**Assignment**
The word "when" may appear in some lines of the data; copy every such line.

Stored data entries

//! Read side for display consumers.

use std::sync::Arc;
use tokio::sync::watch;

use super::store::{SessionStore, StoreSnapshot};
use super::types::Session;

/// Resolves the selected session of a snapshot.
///
/// Returns `None` when nothing is selected, or when the selected id is not in
/// the snapshot.
pub fn current_session(snapshot: &StoreSnapshot) -> Option<&Session> {
    snapshot
        .selected
        .and_then(|id| snapshot.sessions.get(&id))
}

/// Follows the store's selected session.
///
/// The current session is recomputed from the store on every call, never
/// cached, so a selection change or a newly committed hop is visible on the
/// next read.
pub struct SessionView {
    store: Arc<SessionStore>,
    changes: watch::Receiver<u64>,
}

impl SessionView {
    pub fn new(store: Arc<SessionStore>) -> Self {
        let changes = store.subscribe();
        Self { store, changes }
    }

    /// The selected session as of now.
    pub fn current(&self) -> Option<Session> {
        self.store.selected_session()
    }

    /// Waits until the store changes after the last call.
    ///
    /// Returns `false` if the change channel has closed.
    pub async fn changed(&mut self) -> bool {
        self.changes.changed().await.is_ok()
    }
}
//! HTTP client initialization.

use std::sync::Arc;

use crate::config::Config;
use reqwest::ClientBuilder;

/// Initializes the HTTP client used for geolocation lookups.
///
/// Creates a `reqwest::Client` configured with:
/// - User-Agent header from the configuration
/// - Request timeout equal to the lookup timeout
///
/// The lookup itself enforces the same deadline, so a stalled endpoint is cut
/// off either way.
///
/// # Errors
///
/// Returns a `reqwest::Error` if client creation fails.
pub fn init_client(config: &Config) -> Result<Arc<reqwest::Client>, reqwest::Error> {
    let client = ClientBuilder::new()
        .timeout(config.lookup_timeout)
        .user_agent(config.user_agent.clone())
        .build()?;
    Ok(Arc::new(client))
}
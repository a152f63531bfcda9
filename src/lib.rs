//! trace_sessions library: traceroute session tracking with geolocation
//!
//! This library keeps a set of live traceroute sessions, appends hop
//! observations to them as a tracer reports them, and enriches every hop with
//! the geolocation of its IP address. Lookups run concurrently, but each
//! session's hops always end up in the order they were appended. Failed
//! lookups never lose a hop; the latest failure is kept as an
//! [`ApiCondition`] for display.
//!
//! # Example
//!
//! ```no_run
//! use std::sync::Arc;
//! use trace_sessions::initialization::init_client;
//! use trace_sessions::{Config, HopObservation, HttpGeoLookup, SessionConfig, SessionStore};
//!
//! # #[tokio::main]
//! # async fn main() -> Result<(), Box<dyn std::error::Error>> {
//! let config = Config::default();
//! let lookup = HttpGeoLookup::new(init_client(&config)?, &config)?;
//! let store = SessionStore::new(Arc::new(lookup), &config)?;
//!
//! let id = store.create(SessionConfig::new("google-dns", "8.8.8.8"))?;
//! let hop: HopObservation = serde_json::from_str(
//!     r#"{"seq":1,"host_name":"gw","ip_addr":"192.168.1.1","hop":1,"ttl":64,"node_type":"Hop","rtt":"0.8 ms"}"#,
//! )?;
//! store.append(id, hop)?.await;
//! store.finish(id)?;
//!
//! if let Some(session) = store.selected_session() {
//!     println!("{}: {} hop(s)", session.name, session.hop_count());
//! }
//! # Ok(())
//! # }
//! ```
//!
//! # Requirements
//!
//! This library requires a Tokio runtime. [`SessionStore::append`] spawns its
//! enrichment task on the current runtime and returns
//! [`StoreError::NoRuntime`] when called outside one.

pub mod config;
mod enrichment;
mod error_handling;
mod geo;
pub mod ingest;
pub mod initialization;
mod replay;
mod session;

// Re-export public API
pub use config::{Config, LogFormat, LogLevel, Opt};
pub use enrichment::HopEnricher;
pub use error_handling::{
    log_enrichment_statistics, ConfigError, EnrichmentOutcome, EnrichmentStats, IngestError,
    InitializationError, SessionConfigError, StoreError,
};
pub use geo::{
    classify_response, ApiCondition, CachingGeoLookup, GeoFailure, GeoLookup, GeoRecord,
    HttpGeoLookup, DEFAULT_CACHE_TTL,
};
pub use replay::{replay, replay_events, ReplayReport};
pub use session::{
    current_session, AppendHandle, AppendOutcome, EnrichedHop, HopObservation, Session,
    SessionConfig, SessionId, SessionStore, SessionView, StoreSnapshot, TraceSettings,
};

**Finished task**
/// Returns `None` when nothing is selected, or when the selected id is not in
//! [`StoreError::NoRuntime`] when called outside one.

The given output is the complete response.